Tools to support health and wellbeing conversations
Based on the work of healthcare organisations in South East England, these two documents provide advice on holding health and wellbeing, and risk assessment discussions. Both documents are editable so trusts can add their logos and personalise the content.
- Wellbeing coaching questions - for managers
This set of questions will help managers start conversations with staff about undertaking a risk assessment and build insight into how a staff member is feeling.
- 1-2-1 wellbeing check-in template - for staff
This template aims to help staff to collate their thoughts and feelings ahead of a discussion with their manager.
Faculty of Occupational Medicine (FOM): Risk reduction framework
The risk reduction framework paper was developed early in the pandemic by an independent group of clinical academics and other doctors, led by Professor Kamlesh Khunti from Leicester University. The risk reduction framework published by the Faculty of Occupational Medicine (FOM) in May 2020 emphasises the importance of assessment of the workplace, and the workforce. It highlights the importance that increasing age, BME ethnicity, male gender, underlying health conditions and pregnancy have in increasing the potential risk of individuals from COVID-19. The paper suggests that risk assessments should be prioritised for staff in these groups.
The British Association of Physicians of Indian Origin
The British Association of Physicians of Indian Origin (BAPIO) has developed a risk stratification tool, which informed the approach now being adopted by NHS Wales.
Royal College of Psychiatrists
The Royal College of Psychiatrists has published guidance on the assessment and management of risk for BME staff in mental healthcare settings.

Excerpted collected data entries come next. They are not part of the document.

//! Per-lead comment list reducer
//!
//! Fetched history and push events arrive in any order and may repeat. The
//! reducer merges them by comment id, keeps the list ordered by creation
//! time (ties by id) and never lets an older copy overwrite a newer one.
//! Deleted ids are remembered so a late copy cannot bring a comment back.

use std::collections::HashSet;

use shared::message::CommentEvent;
use shared::models::{Comment, CommentId, LeadId};

#[derive(Debug, Clone, PartialEq)]
pub enum CommentAction {
    /// Full history fetch
    Loaded(Vec<Comment>),
    Added(Comment),
    Edited(Comment),
    Deleted(CommentId),
}

impl From<CommentEvent> for CommentAction {
    fn from(event: CommentEvent) -> Self {
        match event {
            CommentEvent::LeadCommentAdded(c) => CommentAction::Added(c),
            CommentEvent::LeadCommentEdited(c) => CommentAction::Edited(c),
            CommentEvent::LeadCommentDeleted(d) => CommentAction::Deleted(d.comment_id),
        }
    }
}

/// A top-level comment with its direct replies
#[derive(Debug, Clone, PartialEq)]
pub struct ThreadEntry<'a> {
    pub comment: &'a Comment,
    pub replies: Vec<&'a Comment>,
}

#[derive(Debug, Clone)]
pub struct CommentThread {
    lead_id: LeadId,
    comments: Vec<Comment>,
    deleted: HashSet<CommentId>,
}

impl CommentThread {
    pub fn new(lead_id: LeadId) -> Self {
        Self {
            lead_id,
            comments: Vec::new(),
            deleted: HashSet::new(),
        }
    }

    pub fn lead_id(&self) -> LeadId {
        self.lead_id
    }

    pub fn comments(&self) -> &[Comment] {
        &self.comments
    }

    pub fn get(&self, id: CommentId) -> Option<&Comment> {
        self.comments.iter().find(|c| c.id == id)
    }

    pub fn len(&self) -> usize {
        self.comments.len()
    }

    pub fn is_empty(&self) -> bool {
        self.comments.is_empty()
    }

    /// Apply an action; returns whether the list changed
    pub fn apply(&mut self, action: CommentAction) -> bool {
        match action {
            CommentAction::Loaded(fetched) => {
                let mut changed = false;
                for comment in fetched {
                    changed |= self.upsert(comment);
                }
                changed
            }
            CommentAction::Added(comment) => self.upsert(comment),
            CommentAction::Edited(comment) => {
                if comment.lead_id != self.lead_id {
                    return false;
                }
                match self.position(comment.id) {
                    Some(index) => self.replace(index, comment),
                    None => false,
                }
            }
            CommentAction::Deleted(id) => {
                self.deleted.insert(id);
                match self.position(id) {
                    Some(index) => {
                        self.comments.remove(index);
                        true
                    }
                    None => false,
                }
            }
        }
    }

    fn position(&self, id: CommentId) -> Option<usize> {
        self.comments.iter().position(|c| c.id == id)
    }

    /// Insert in creation order, or treat as an edit when the id is known
    fn upsert(&mut self, comment: Comment) -> bool {
        if comment.lead_id != self.lead_id || self.deleted.contains(&comment.id) {
            return false;
        }
        if let Some(index) = self.position(comment.id) {
            return self.replace(index, comment);
        }
        let key = (comment.created_at, comment.id);
        let at = self
            .comments
            .partition_point(|c| (c.created_at, c.id) < key);
        self.comments.insert(at, comment);
        true
    }

    /// Replace content in place; position and `reply_to` stay as first seen
    fn replace(&mut self, index: usize, incoming: Comment) -> bool {
        let current = &mut self.comments[index];
        if incoming.updated_at < current.updated_at {
            return false;
        }
        if current.content == incoming.content
            && current.updated_at == incoming.updated_at
            && current.user == incoming.user
        {
            return false;
        }
        current.content = incoming.content;
        current.updated_at = incoming.updated_at;
        current.user = incoming.user;
        true
    }

    /// Group single-level replies under their parent
    ///
    /// A reply whose parent is missing, or whose parent is itself a reply,
    /// is shown at top level.
    pub fn threads(&self) -> Vec<ThreadEntry<'_>> {
        let is_root = |c: &Comment| match c.reply_to {
            None => true,
            Some(parent) => !matches!(self.get(parent), Some(p) if p.reply_to.is_none()),
        };

        let mut entries: Vec<ThreadEntry<'_>> = self
            .comments
            .iter()
            .filter(|c| is_root(c))
            .map(|comment| ThreadEntry {
                comment,
                replies: Vec::new(),
            })
            .collect();

        for reply in self.comments.iter().filter(|c| !is_root(c)) {
            if let Some(entry) = entries
                .iter_mut()
                .find(|e| Some(e.comment.id) == reply.reply_to)
            {
                entry.replies.push(reply);
            }
        }
        entries
    }
}
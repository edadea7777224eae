//! Assignment Model

use chrono::{DateTime, Utc};
use serde::{Deserialize, Serialize};

use super::lead::LeadId;
use super::user::{UserId, UserSummary};

/// Confirmed assignment of one lead, as recorded locally after the server accepts it
#[derive(Debug, Clone, PartialEq, Serialize, Deserialize)]
#[serde(rename_all = "camelCase")]
pub struct Assignment {
    pub lead_id: LeadId,
    pub assignees: Vec<UserSummary>,
    pub assigned_by: UserSummary,
    pub assigned_at: DateTime<Utc>,
}

impl Assignment {
    pub fn assignee_ids(&self) -> Vec<UserId> {
        self.assignees.iter().map(|u| u.id).collect()
    }
}
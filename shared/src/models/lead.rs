//! Lead Model

use chrono::{DateTime, NaiveDate, Utc};
use serde::{Deserialize, Serialize};
use std::fmt;
use validator::Validate;

use super::description::{self, LeadDescription};
use super::user::{UserId, UserSummary};

pub type LeadId = i64;

/// Lead lifecycle: New -> In Progress -> Closed
#[derive(Debug, Clone, Copy, PartialEq, Eq, Hash, Serialize, Deserialize)]
pub enum LeadStatus {
    New,
    #[serde(rename = "In Progress")]
    InProgress,
    Closed,
}

impl LeadStatus {
    pub const ALL: [LeadStatus; 3] = [Self::New, Self::InProgress, Self::Closed];

    pub fn as_str(&self) -> &'static str {
        match self {
            Self::New => "New",
            Self::InProgress => "In Progress",
            Self::Closed => "Closed",
        }
    }
}

impl fmt::Display for LeadStatus {
    fn fmt(&self, f: &mut fmt::Formatter<'_>) -> fmt::Result {
        f.write_str(self.as_str())
    }
}

#[derive(Debug, Clone, Copy, PartialEq, Eq, Hash, Serialize, Deserialize)]
pub enum Priority {
    High,
    Medium,
    Low,
}

impl Priority {
    pub const ALL: [Priority; 3] = [Self::High, Self::Medium, Self::Low];

    /// Sort rank, most urgent first
    pub fn rank(&self) -> u8 {
        match self {
            Self::High => 0,
            Self::Medium => 1,
            Self::Low => 2,
        }
    }

    pub fn as_str(&self) -> &'static str {
        match self {
            Self::High => "High",
            Self::Medium => "Medium",
            Self::Low => "Low",
        }
    }
}

impl fmt::Display for Priority {
    fn fmt(&self, f: &mut fmt::Formatter<'_>) -> fmt::Result {
        f.write_str(self.as_str())
    }
}

/// Lead as returned by `GET /leads`
#[derive(Debug, Clone, PartialEq, Serialize, Deserialize)]
#[serde(rename_all = "camelCase")]
pub struct Lead {
    pub id: LeadId,
    /// Title doubles as the lead's source (e.g. "Website", "Referral")
    #[serde(alias = "source")]
    pub title: String,
    pub customer_name: String,
    #[serde(default)]
    pub phone: String,
    #[serde(default)]
    pub email: String,
    pub status: LeadStatus,
    pub priority: Priority,
    #[serde(default)]
    pub due_date: Option<NaiveDate>,
    #[serde(default, deserialize_with = "description::deserialize_optional")]
    pub description: Option<LeadDescription>,
    #[serde(default)]
    pub state: Option<String>,
    #[serde(default)]
    pub district: Option<String>,
    #[serde(default)]
    pub location: Option<String>,
    pub created_at: DateTime<Utc>,
    pub updated_at: DateTime<Utc>,
    #[serde(default)]
    pub closed_at: Option<DateTime<Utc>>,
    #[serde(default)]
    pub closed_by: Option<UserSummary>,
    /// Current assignees, derived from the latest assignment set
    #[serde(default)]
    pub assignees: Vec<UserSummary>,
    /// Who performed the current assignments (display only)
    #[serde(default)]
    pub assigned_by: Vec<UserSummary>,
    #[serde(default)]
    pub assigned_at: Option<DateTime<Utc>>,
}

impl Lead {
    pub fn is_assigned_to(&self, user_id: UserId) -> bool {
        self.assignees.iter().any(|u| u.id == user_id)
    }

    pub fn assignee_ids(&self) -> Vec<UserId> {
        self.assignees.iter().map(|u| u.id).collect()
    }

    /// Distinct names of the users who made the current assignments
    pub fn assigned_by_names(&self) -> Vec<&str> {
        let mut names: Vec<&str> = Vec::with_capacity(self.assigned_by.len());
        for user in &self.assigned_by {
            if !names.contains(&user.name.as_str()) {
                names.push(&user.name);
            }
        }
        names
    }

    pub fn is_closed(&self) -> bool {
        self.status == LeadStatus::Closed
    }
}

/// Partial update for one lead (`PATCH /leads/{id}`)
///
/// `None` leaves the field untouched. `due_date: Some(None)` clears it.
#[derive(Debug, Clone, Default, PartialEq, Serialize)]
#[serde(rename_all = "camelCase")]
pub struct LeadPatch {
    #[serde(skip_serializing_if = "Option::is_none")]
    pub title: Option<String>,
    #[serde(skip_serializing_if = "Option::is_none")]
    pub customer_name: Option<String>,
    #[serde(skip_serializing_if = "Option::is_none")]
    pub phone: Option<String>,
    #[serde(skip_serializing_if = "Option::is_none")]
    pub email: Option<String>,
    #[serde(skip_serializing_if = "Option::is_none")]
    pub status: Option<LeadStatus>,
    #[serde(skip_serializing_if = "Option::is_none")]
    pub priority: Option<Priority>,
    #[serde(skip_serializing_if = "Option::is_none")]
    pub due_date: Option<Option<NaiveDate>>,
    #[serde(skip_serializing_if = "Option::is_none")]
    pub description: Option<LeadDescription>,
    #[serde(skip_serializing_if = "Option::is_none")]
    pub state: Option<String>,
    #[serde(skip_serializing_if = "Option::is_none")]
    pub district: Option<String>,
    #[serde(skip_serializing_if = "Option::is_none")]
    pub location: Option<String>,
    /// Local close stamp, set by the client when it closes a lead
    #[serde(skip)]
    pub closed: Option<(DateTime<Utc>, UserSummary)>,
}

impl LeadPatch {
    pub fn status(status: LeadStatus) -> Self {
        Self {
            status: Some(status),
            ..Default::default()
        }
    }

    pub fn priority(priority: Priority) -> Self {
        Self {
            priority: Some(priority),
            ..Default::default()
        }
    }

    pub fn due_date(due_date: Option<NaiveDate>) -> Self {
        Self {
            due_date: Some(due_date),
            ..Default::default()
        }
    }

    pub fn description(description: LeadDescription) -> Self {
        Self {
            description: Some(description),
            ..Default::default()
        }
    }

    pub fn is_empty(&self) -> bool {
        *self == Self::default()
    }

    /// Only the status changes; routed to the dedicated status endpoint
    pub fn is_status_only(&self) -> bool {
        self.status.is_some()
            && Self {
                status: None,
                closed: None,
                ..self.clone()
            }
            .is_empty()
    }

    /// Merge into a lead, leaving every field not named by the patch untouched
    pub fn apply_to(&self, lead: &mut Lead) {
        if let Some(title) = &self.title {
            lead.title = title.clone();
        }
        if let Some(name) = &self.customer_name {
            lead.customer_name = name.clone();
        }
        if let Some(phone) = &self.phone {
            lead.phone = phone.clone();
        }
        if let Some(email) = &self.email {
            lead.email = email.clone();
        }
        if let Some(status) = self.status {
            lead.status = status;
            if status != LeadStatus::Closed {
                lead.closed_at = None;
                lead.closed_by = None;
            }
        }
        if let Some(priority) = self.priority {
            lead.priority = priority;
        }
        if let Some(due_date) = self.due_date {
            lead.due_date = due_date;
        }
        if let Some(description) = &self.description {
            lead.description = Some(description.clone());
        }
        if let Some(state) = &self.state {
            lead.state = Some(state.clone());
        }
        if let Some(district) = &self.district {
            lead.district = Some(district.clone());
        }
        if let Some(location) = &self.location {
            lead.location = Some(location.clone());
        }
        if let Some((at, by)) = &self.closed {
            lead.closed_at = Some(*at);
            lead.closed_by = Some(by.clone());
        }
    }
}

/// Create lead payload (`POST /leads`)
#[derive(Debug, Clone, Serialize, Deserialize, Validate)]
#[serde(rename_all = "camelCase")]
pub struct NewLead {
    #[validate(length(min = 1, message = "title is required"))]
    pub title: String,
    #[validate(length(min = 1, message = "customer name is required"))]
    pub customer_name: String,
    #[validate(length(min = 7, max = 20, message = "phone must be 7 to 20 characters"))]
    pub phone: String,
    #[validate(email(message = "email is malformed"))]
    #[serde(default, skip_serializing_if = "Option::is_none")]
    pub email: Option<String>,
    pub priority: Priority,
    #[serde(default, skip_serializing_if = "Option::is_none")]
    pub due_date: Option<NaiveDate>,
    #[serde(default, skip_serializing_if = "Option::is_none")]
    pub description: Option<LeadDescription>,
    #[serde(default, skip_serializing_if = "Option::is_none")]
    pub state: Option<String>,
    #[serde(default, skip_serializing_if = "Option::is_none")]
    pub district: Option<String>,
    #[serde(default, skip_serializing_if = "Option::is_none")]
    pub location: Option<String>,
}

#[cfg(test)]
mod tests {
    use super::*;
    use serde_json::json;

    fn sample() -> Lead {
        serde_json::from_value(json!({
            "id": 7,
            "title": "Website",
            "customerName": "Asha Rao",
            "phone": "9876543210",
            "email": "asha@example.com",
            "status": "In Progress",
            "priority": "High",
            "dueDate": "2026-11-02",
            "description": {"faqType": "Call", "variant": "Demo"},
            "createdAt": "2026-10-01T09:00:00Z",
            "updatedAt": "2026-10-02T09:00:00Z",
            "assignees": [{"id": 3, "name": "Ravi"}],
            "assignedBy": [{"id": 1, "name": "Meera"}, {"id": 1, "name": "Meera"}]
        }))
        .unwrap()
    }

    #[test]
    fn test_deserialize_lead() {
        let lead = sample();
        assert_eq!(lead.status, LeadStatus::InProgress);
        assert_eq!(lead.priority, Priority::High);
        assert!(lead.is_assigned_to(3));
        assert_eq!(lead.assigned_by_names(), vec!["Meera"]);
        assert_eq!(lead.due_date, NaiveDate::from_ymd_opt(2026, 11, 2));
    }

    #[test]
    fn test_unknown_status_is_rejected() {
        let mut value = serde_json::to_value(sample()).unwrap();
        value["status"] = json!("Archived");
        assert!(serde_json::from_value::<Lead>(value).is_err());
    }

    #[test]
    fn test_malformed_description_becomes_none() {
        let mut value = serde_json::to_value(sample()).unwrap();
        value["description"] = json!({});
        let lead: Lead = serde_json::from_value(value).unwrap();
        assert!(lead.description.is_none());
    }

    #[test]
    fn test_patch_touches_only_named_fields() {
        let original = sample();
        let mut lead = original.clone();
        LeadPatch::priority(Priority::Low).apply_to(&mut lead);

        assert_eq!(lead.priority, Priority::Low);
        assert_eq!(
            Lead {
                priority: original.priority,
                ..lead
            },
            original
        );
    }

    #[test]
    fn test_patch_clears_due_date() {
        let mut lead = sample();
        LeadPatch::due_date(None).apply_to(&mut lead);
        assert!(lead.due_date.is_none());
    }

    #[test]
    fn test_reopening_clears_close_stamp() {
        let mut lead = sample();
        let closer = UserSummary {
            id: 1,
            name: "Meera".into(),
        };
        let mut close = LeadPatch::status(LeadStatus::Closed);
        close.closed = Some((Utc::now(), closer.clone()));
        close.apply_to(&mut lead);
        assert_eq!(lead.closed_by, Some(closer));

        LeadPatch::status(LeadStatus::New).apply_to(&mut lead);
        assert!(lead.closed_at.is_none());
        assert!(lead.closed_by.is_none());
    }

    #[test]
    fn test_patch_serialization_skips_untouched() {
        let value = serde_json::to_value(LeadPatch::due_date(None)).unwrap();
        assert_eq!(value, json!({"dueDate": null}));

        let value = serde_json::to_value(LeadPatch::status(LeadStatus::InProgress)).unwrap();
        assert_eq!(value, json!({"status": "In Progress"}));
    }

    #[test]
    fn test_status_only() {
        assert!(LeadPatch::status(LeadStatus::Closed).is_status_only());
        let mut patch = LeadPatch::status(LeadStatus::Closed);
        patch.priority = Some(Priority::High);
        assert!(!patch.is_status_only());
        assert!(!LeadPatch::default().is_status_only());
    }

    #[test]
    fn test_new_lead_validation() {
        let mut lead = NewLead {
            title: "Referral".into(),
            customer_name: "Kiran".into(),
            phone: "9876543210".into(),
            email: Some("kiran@example.com".into()),
            priority: Priority::Medium,
            due_date: None,
            description: None,
            state: None,
            district: None,
            location: None,
        };
        assert!(lead.validate().is_ok());

        lead.email = Some("not-an-email".into());
        let errors = lead.validate().unwrap_err();
        assert!(errors.field_errors().contains_key("email"));

        lead.email = None;
        lead.customer_name = String::new();
        assert!(lead.validate().is_err());
    }
}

NHS England: Risk assessments and beyond
NHS England has collated a series of risk assessment examples from primary and secondary care, as well as, examples of effective education and infection control approaches.
ALAMA Covid-Age Tool
The Covid-Age tool was developed by the Association of Local Authority Medical Advisers (ALAMA), a group of occupational physicians, clinicians and academics. The tool examines personal clinical risk factors and calculates an individual’s 'Covid-Age' as a way of quantifying risk. It is intended for use as part of an occupational health assessment of fitness for work. Assessment of work-related risks in relation to COVID-19 remains complicated. Personal or ‘clinical’ risk factors are one element in considering the reduction of risks for those working in healthcare or elsewhere. The knowledge of personal risk factors is still evolving as the pandemic continues and more is understood, but this tool is based on emerging evidence and will be continually reviewed and updated.
The Covid-Age tool alone does not replace the need for other elements of risk assessment and control advice. The tool could be used to support risk assessment conversations with line managers and, where clinical risks are identified, occupational health advice should be sought.
Royal College of Nursing - COVID-19 workplace risk assessment toolkit
Alongside members of the COVID Airborne Protection Alliance (CAPA) and the British Occupational Hygiene Society, the RCN has created a COVID-19 workplace risk assessment tool .The aim of this toolkit is to support healthcare professionals consider and managing risks associated with the transmission of respiratory infections, specifically COVID-19, and aid local decision making on the level of personal protective equipment (PPE) required to protect them whilst at work.